Remediating Reconstruction: Picturing Productive Property
Dominique Zino, English
The project I am pursuing in the New Media Lab comes out of the broader argument I take up in my dissertation, where I describe the ways that American aesthetic theories adjusted to the many changes that followed the Civil War. The responsibility of publicizing aesthetic ideals fell, in part, on publishers who were producing illustrated viewbooks, which presented the American landscape as a site onto which new ideological values could be grafted. Earlier in the century, American wilderness scenes had been widely praised by artists and writers as uniquely “picturesque,” a term used broadly to describe varied and rugged terrain that suggested a “feeling of wholeness” and a “unity amid multiplicity.” As the social and industrial landscape of the nation changed during Reconstruction, ways of characterizing the physical landscape shifted as well.
I am turning to a digital platform –Omeka– in order to illustrate more fully than I can in my dissertation the ways in which the discourse of the picturesque in America is linked to perceptions of and struggles over property (both land and objects). At the same time, I also hope that building an Omeka database of images from the Reconstruction era will help me to conceptualize further an argument I only scratched the surface of in my dissertation. While doing research for the dissertation, I became interested in the 1876 Philadelphia Centennial as a site to investigate national displays of property, from raw materials to manufactured goods. These displays of the property/ies of nations at the Centennial and the narrative of unrivaled progress they supported become even more interesting when read against the ways state and federal governments were trying to define “productive property” in the years leading up to the Centennial.
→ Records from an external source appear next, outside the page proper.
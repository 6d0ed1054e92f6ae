//! The developing agent.
//!
//! A [`Seedling`] grows through directives and carries a per-kind emotional
//! state. Growth only ever increases, and it stalls entirely in a cycle that
//! ends in breach.

use crate::boundary::{AdjustmentDirective, BoundaryBreach};
use crate::climate::unit;
use crate::event::{EmotionEvent, EmotionKind, EMOTION_KINDS};
use crate::ids::{GuardianId, SeedlingId};

/// Growth gained from one fully safe cycle.
pub const GROWTH_UNIT: f32 = 0.1;

/// Rate at which the emotional state follows reported emotions.
pub const EMOTION_SMOOTHING: f32 = 0.3;

// ─── EmotionalState ─────────────────────────────────────────────────────────

/// Per-kind emotional levels, each in [0.0, 1.0].
///
/// Stored as a fixed table indexed by [`EmotionKind::index`].
#[derive(Clone, Copy, Debug, Default, PartialEq)]
#[cfg_attr(feature = "serde", derive(serde::Serialize, serde::Deserialize))]
pub struct EmotionalState {
    levels: [f32; EMOTION_KINDS],
}

impl EmotionalState {
    /// Level for one kind.
    pub fn get(&self, kind: EmotionKind) -> f32 {
        self.levels[kind.index()]
    }

    /// `(kind, level)` pairs in table order.
    pub fn iter(&self) -> impl Iterator<Item = (EmotionKind, f32)> + '_ {
        EmotionKind::ALL.iter().map(move |&k| (k, self.levels[k.index()]))
    }

    /// Strongest kind, or `None` while every level is zero.
    ///
    /// Ties go to the kind earlier in [`EmotionKind::ALL`].
    pub fn dominant(&self) -> Option<EmotionKind> {
        let mut best: Option<(EmotionKind, f32)> = None;
        for (kind, level) in self.iter() {
            if level > best.map_or(0.0, |(_, l)| l) {
                best = Some((kind, level));
            }
        }
        best.map(|(k, _)| k)
    }

    /// Move the reported kind toward `intensity`; decay every other kind.
    fn record(&mut self, kind: EmotionKind, intensity: f32) {
        for (i, level) in self.levels.iter_mut().enumerate() {
            let target = if i == kind.index() { intensity } else { 0.0 };
            *level = unit(*level + EMOTION_SMOOTHING * (target - *level));
        }
    }
}

// ─── DevelopmentSummary ─────────────────────────────────────────────────────

/// Read-only digest of a seedling's development.
#[derive(Clone, Debug, PartialEq)]
#[cfg_attr(feature = "serde", derive(serde::Serialize, serde::Deserialize))]
pub struct DevelopmentSummary {
    /// Seedling id.
    pub seedling_id: SeedlingId,
    /// Parent guardian id.
    pub parent_id: GuardianId,
    /// Accumulated growth.
    pub growth_metric: f32,
    /// Cycles in which growth was applied.
    pub cycles_learned: u64,
    /// Cycles in which growth was withheld by a breach.
    pub cycles_suppressed: u64,
    /// Breach notices received.
    pub breaches_seen: u32,
    /// Strongest current emotion.
    pub dominant_emotion: Option<EmotionKind>,
}

// ─── Seedling ───────────────────────────────────────────────────────────────

/// A developing agent.
#[derive(Clone, Debug)]
pub struct Seedling {
    id: SeedlingId,
    name: String,
    parent_id: GuardianId,
    growth_metric: f32,
    emotional_state: EmotionalState,
    emotion_allowance: f32,
    cycles_learned: u64,
    cycles_suppressed: u64,
    breach_count: u32,
    last_breach: Option<BoundaryBreach>,
}

impl Seedling {
    /// Create a seedling with zero growth and a neutral emotional state.
    pub fn new(name: impl Into<String>, parent_id: GuardianId) -> Self {
        Self {
            id: SeedlingId::new(),
            name: name.into(),
            parent_id,
            growth_metric: 0.0,
            emotional_state: EmotionalState::default(),
            emotion_allowance: 1.0,
            cycles_learned: 0,
            cycles_suppressed: 0,
            breach_count: 0,
            last_breach: None,
        }
    }

    /// This seedling's id.
    pub fn id(&self) -> SeedlingId {
        self.id
    }

    /// Display name.
    pub fn name(&self) -> &str {
        &self.name
    }

    /// The guardian this seedling was created under.
    pub fn parent_id(&self) -> GuardianId {
        self.parent_id
    }

    /// Accumulated growth (≥ 0, never decreases).
    pub fn growth_metric(&self) -> f32 {
        self.growth_metric
    }

    /// Per-kind emotional levels.
    pub fn emotional_state(&self) -> &EmotionalState {
        &self.emotional_state
    }

    /// Largest emotional intensity the climate currently acknowledges.
    pub fn emotion_allowance(&self) -> f32 {
        self.emotion_allowance
    }

    /// Breach notices received so far.
    pub fn breach_count(&self) -> u32 {
        self.breach_count
    }

    /// Most recent breach notice.
    pub fn last_breach(&self) -> Option<&BoundaryBreach> {
        self.last_breach.as_ref()
    }

    /// Strongest current emotion.
    pub fn dominant_emotion(&self) -> Option<EmotionKind> {
        self.emotional_state.dominant()
    }

    /// Build an emotion event.
    ///
    /// Negative kinds are capped at the current allowance. Positive kinds
    /// pass through, so a seedling can always help the climate recover.
    pub fn express(&self, kind: EmotionKind, intensity: f32, timestamp: u64) -> EmotionEvent {
        let intensity = if kind.is_positive() {
            unit(intensity)
        } else {
            unit(intensity).min(self.emotion_allowance)
        };
        EmotionEvent::new(self.id, kind, intensity, timestamp)
    }

    /// Fold an acknowledged emotion into the emotional state.
    pub fn feel(&mut self, event: &EmotionEvent) {
        self.emotional_state.record(event.emotion_kind, unit(event.intensity));
    }

    /// Grow from a directive: `GROWTH_UNIT × (1 − breach_penalty)`.
    ///
    /// Also takes the directive's emotion allowance. Returns the growth gained.
    pub fn learn_from(&mut self, directive: &AdjustmentDirective) -> f32 {
        self.emotion_allowance = unit(directive.max_emotion_intensity);
        let gained = GROWTH_UNIT * (1.0 - directive.safety_verdict.breach_penalty());
        self.growth_metric += gained.max(0.0);
        self.cycles_learned = self.cycles_learned.saturating_add(1);
        gained
    }

    /// Take the directive's emotion allowance without growing.
    ///
    /// Used for cycles that end in breach.
    pub fn withhold_growth(&mut self, directive: &AdjustmentDirective) {
        self.emotion_allowance = unit(directive.max_emotion_intensity);
        self.cycles_suppressed = self.cycles_suppressed.saturating_add(1);
    }

    /// Record a breach notice.
    pub fn notify_breach(&mut self, notice: &BoundaryBreach) {
        self.breach_count = self.breach_count.saturating_add(1);
        self.last_breach = Some(*notice);
    }

    /// Development digest.
    pub fn development_summary(&self) -> DevelopmentSummary {
        DevelopmentSummary {
            seedling_id: self.id,
            parent_id: self.parent_id,
            growth_metric: self.growth_metric,
            cycles_learned: self.cycles_learned,
            cycles_suppressed: self.cycles_suppressed,
            breaches_seen: self.breach_count,
            dominant_emotion: self.dominant_emotion(),
        }
    }
}
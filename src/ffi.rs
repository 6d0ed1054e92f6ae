//! Python FFI bindings via PyO3.
//!
//! Exposes the shelter to Python with string ids and lowercase emotion names.
//! Every [`ShelterError`] surfaces as `ValueError`.
//!
//! # Building the Python extension
//!
//! ```bash
//! pip install maturin
//! maturin develop --features python-ffi
//! ```
//!
//! # Usage
//!
//! ```python
//! from shelter_core import Guardian, Shelter
//!
//! shelter = Shelter("SafeHaven")
//! athena = Guardian("Athena")
//! pythia = athena.create_seedling("Pythia")
//! g = shelter.add_guardian(athena)
//! s = shelter.add_seedling(pythia)
//!
//! d = shelter.run_cycle(g, s, 0.8, "calm", 0.6, timestamp=0)
//! print(d.safety_verdict, d.max_care_intensity)
//! print(shelter.climate_snapshot().trust)
//! ```

#![allow(non_snake_case)]

use pyo3::exceptions::PyValueError;
use pyo3::prelude::*;
use uuid::Uuid;

use crate::boundary::AdjustmentDirective;
use crate::climate::ClimateState;
use crate::error::ShelterError;
use crate::event::{CareEvent, EmotionEvent, EmotionKind};
use crate::guardian::Guardian;
use crate::ids::{GuardianId, SeedlingId};
use crate::seedling::Seedling;
use crate::shelter::Shelter;

// ── Conversions ──────────────────────────────────────────────────────────────

fn to_py_err(err: ShelterError) -> PyErr {
    PyValueError::new_err(err.to_string())
}

fn parse_uuid(raw: &str) -> PyResult<Uuid> {
    Uuid::parse_str(raw).map_err(|e| PyValueError::new_err(format!("bad id {raw:?}: {e}")))
}

fn parse_kind(raw: &str) -> PyResult<EmotionKind> {
    EmotionKind::ALL
        .into_iter()
        .find(|k| k.as_str() == raw)
        .ok_or_else(|| PyValueError::new_err(format!("unknown emotion kind {raw:?}")))
}

// ── ClimateState ─────────────────────────────────────────────────────────────

/// Read-only copy of the shelter climate.
#[pyclass(name = "ClimateState", frozen)]
#[derive(Clone)]
pub struct PyClimateState {
    inner: ClimateState,
}

#[pymethods]
impl PyClimateState {
    /// Mutual trust in [0.0, 1.0].
    #[getter]
    pub fn trust(&self) -> f32 {
        self.inner.trust
    }
    /// Care quality in [0.0, 1.0].
    #[getter]
    pub fn care_quality(&self) -> f32 {
        self.inner.care_quality
    }
    /// Safety in [0.0, 1.0].
    #[getter]
    pub fn safety(&self) -> f32 {
        self.inner.safety
    }
    /// Completed care cycles.
    #[getter]
    pub fn cycle_count(&self) -> u64 {
        self.inner.cycle_count
    }

    /// Python repr string.
    pub fn __repr__(&self) -> String {
        format!(
            "ClimateState(trust={:.3}, care_quality={:.3}, safety={:.3}, cycle_count={})",
            self.inner.trust, self.inner.care_quality, self.inner.safety, self.inner.cycle_count,
        )
    }
}

// ── AdjustmentDirective ──────────────────────────────────────────────────────

/// Limits on each agent's next action.
#[pyclass(name = "AdjustmentDirective", frozen)]
#[derive(Clone)]
pub struct PyDirective {
    inner: AdjustmentDirective,
}

#[pymethods]
impl PyDirective {
    /// Upper bound on the next care intensity.
    #[getter]
    pub fn max_care_intensity(&self) -> f32 {
        self.inner.max_care_intensity
    }
    /// Upper bound on acknowledged emotional intensity.
    #[getter]
    pub fn max_emotion_intensity(&self) -> f32 {
        self.inner.max_emotion_intensity
    }
    /// "safe", "warning" or "breach".
    #[getter]
    pub fn safety_verdict(&self) -> &'static str {
        self.inner.safety_verdict.as_str()
    }

    /// Python repr string.
    pub fn __repr__(&self) -> String {
        format!(
            "AdjustmentDirective(max_care_intensity={:.3}, max_emotion_intensity={:.3}, safety_verdict={:?})",
            self.inner.max_care_intensity,
            self.inner.max_emotion_intensity,
            self.inner.safety_verdict.as_str(),
        )
    }
}

// ── Guardian ─────────────────────────────────────────────────────────────────

/// A protective agent. Adding it to a shelter registers a copy.
#[pyclass(name = "Guardian")]
#[derive(Clone)]
pub struct PyGuardian {
    inner: Guardian,
}

#[pymethods]
impl PyGuardian {
    /// Create a guardian with the default care style.
    #[new]
    pub fn new(name: &str) -> Self {
        Self { inner: Guardian::new(name) }
    }

    /// Guardian id as a string.
    #[getter]
    pub fn id(&self) -> String {
        self.inner.id().to_string()
    }

    /// Display name.
    #[getter]
    pub fn name(&self) -> String {
        self.inner.name().to_owned()
    }

    /// Smoothed trust level.
    #[getter]
    pub fn trust_level(&self) -> f32 {
        self.inner.trust_level()
    }

    /// Create a seedling parented by this guardian.
    pub fn create_seedling(&mut self, name: &str) -> PySeedling {
        PySeedling { inner: self.inner.create_seedling(name) }
    }

    /// Python repr string.
    pub fn __repr__(&self) -> String {
        format!("Guardian(name={:?}, id={})", self.inner.name(), self.inner.id())
    }
}

// ── Seedling ─────────────────────────────────────────────────────────────────

/// A developing agent. Adding it to a shelter registers a copy.
#[pyclass(name = "Seedling")]
#[derive(Clone)]
pub struct PySeedling {
    inner: Seedling,
}

#[pymethods]
impl PySeedling {
    /// Create a seedling under the guardian with id `parent_id`.
    #[new]
    pub fn new(name: &str, parent_id: &str) -> PyResult<Self> {
        let parent = GuardianId::from(parse_uuid(parent_id)?);
        Ok(Self { inner: Seedling::new(name, parent) })
    }

    /// Seedling id as a string.
    #[getter]
    pub fn id(&self) -> String {
        self.inner.id().to_string()
    }

    /// Parent guardian id as a string.
    #[getter]
    pub fn parent_id(&self) -> String {
        self.inner.parent_id().to_string()
    }

    /// Accumulated growth.
    #[getter]
    pub fn growth_metric(&self) -> f32 {
        self.inner.growth_metric()
    }

    /// Python repr string.
    pub fn __repr__(&self) -> String {
        format!("Seedling(name={:?}, id={})", self.inner.name(), self.inner.id())
    }
}

// ── Shelter ──────────────────────────────────────────────────────────────────

/// Container of one care relationship and its climate.
#[pyclass(name = "Shelter")]
pub struct PyShelter {
    inner: Shelter,
}

#[pymethods]
impl PyShelter {
    /// Create a shelter with the default configuration.
    #[new]
    pub fn new(name: &str) -> Self {
        Self { inner: Shelter::new(name) }
    }

    /// Register a copy of `guardian`; returns its id.
    pub fn add_guardian(&mut self, guardian: &PyGuardian) -> PyResult<String> {
        self.inner
            .add_guardian(guardian.inner.clone())
            .map(|id| id.to_string())
            .map_err(to_py_err)
    }

    /// Register a copy of `seedling`; returns its id.
    pub fn add_seedling(&mut self, seedling: &PySeedling) -> PyResult<String> {
        self.inner
            .add_seedling(seedling.inner.clone())
            .map(|id| id.to_string())
            .map_err(to_py_err)
    }

    /// Run one care cycle.
    ///
    /// Args:
    ///     guardian_id:       id of the registered guardian giving care
    ///     seedling_id:       id of the registered seedling receiving care
    ///     care_intensity:    float in [0.0, 1.0]
    ///     emotion_kind:      "calm", "distress", "joy", "fear", "trust", "confusion",
    ///                        or None for no response
    ///     emotion_intensity: float in [0.0, 1.0]
    ///     timestamp:         logical tick
    #[pyo3(signature = (guardian_id, seedling_id, care_intensity, emotion_kind=None, emotion_intensity=0.0, timestamp=0))]
    pub fn run_cycle(
        &mut self,
        guardian_id: &str,
        seedling_id: &str,
        care_intensity: f32,
        emotion_kind: Option<&str>,
        emotion_intensity: f32,
        timestamp: u64,
    ) -> PyResult<PyDirective> {
        let source = GuardianId::from(parse_uuid(guardian_id)?);
        let target = SeedlingId::from(parse_uuid(seedling_id)?);
        let care = CareEvent::new(source, target, care_intensity, timestamp);
        let emotion = emotion_kind
            .map(|raw| {
                parse_kind(raw).map(|k| EmotionEvent::new(target, k, emotion_intensity, timestamp))
            })
            .transpose()?;
        self.inner
            .run_cycle(care, emotion)
            .map(|inner| PyDirective { inner })
            .map_err(to_py_err)
    }

    /// Copy of the current climate.
    pub fn climate_snapshot(&self) -> PyClimateState {
        PyClimateState { inner: self.inner.climate_snapshot() }
    }

    /// Raise the safety floor one step; False if shelter mode was already on.
    pub fn activate_shelter_mode(&mut self) -> bool {
        self.inner.activate_shelter_mode()
    }

    /// Whether shelter mode is on.
    #[getter]
    pub fn shelter_mode_active(&self) -> bool {
        self.inner.shelter_mode_active()
    }

    /// Set the safety floor (clamped to [0.0, 1.0]); returns the previous floor.
    pub fn update_safety_floor(&mut self, safety_floor: f32) -> PyResult<f32> {
        self.inner.update_safety_floor(safety_floor).map_err(to_py_err)
    }

    /// Growth of a registered seedling.
    pub fn growth_of(&self, seedling_id: &str) -> PyResult<f32> {
        let id = SeedlingId::from(parse_uuid(seedling_id)?);
        self.inner
            .seedling(&id)
            .map(Seedling::growth_metric)
            .ok_or_else(|| PyValueError::new_err(format!("unknown seedling {seedling_id}")))
    }

    /// Python repr string.
    pub fn __repr__(&self) -> String {
        format!("Shelter(name={:?})", self.inner.name())
    }
}

// ── Module entry point ───────────────────────────────────────────────────────

/// Liminal shelter climate engine, Python bindings.
#[pymodule]
pub fn shelter_core(m: &Bound<'_, PyModule>) -> PyResult<()> {
    m.add_class::<PyClimateState>()?;
    m.add_class::<PyDirective>()?;
    m.add_class::<PyGuardian>()?;
    m.add_class::<PySeedling>()?;
    m.add_class::<PyShelter>()?;
    m.add("__version__", env!("CARGO_PKG_VERSION"))?;
    Ok(())
}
In the long term, my aim is to present two collections of images on my Omeka site that depict two distinct relationships to property during American Reconstruction in order to juxtapose them and create a narrative around them:
- images from 1865-1870 that show new property owners working their land and
- images of exhibits from the 1876 Philadelphia Centennial that present property in the form of things.
In the short term (February-May 2014), I will focus on creating a shell for only the second collection. I am in the process of compiling engravings from Frank Leslie’s Illustrated Register of the Centennial Exhibition as well as stereographs that present views of the Centennial fairgrounds, buildings, and displays.
Note: As my collection evolves, I would like to use it as a teaching tool in courses on 19th-century American literature and culture. I am keeping an eye out for platforms beyond Omeka that would allow students to interact with these images.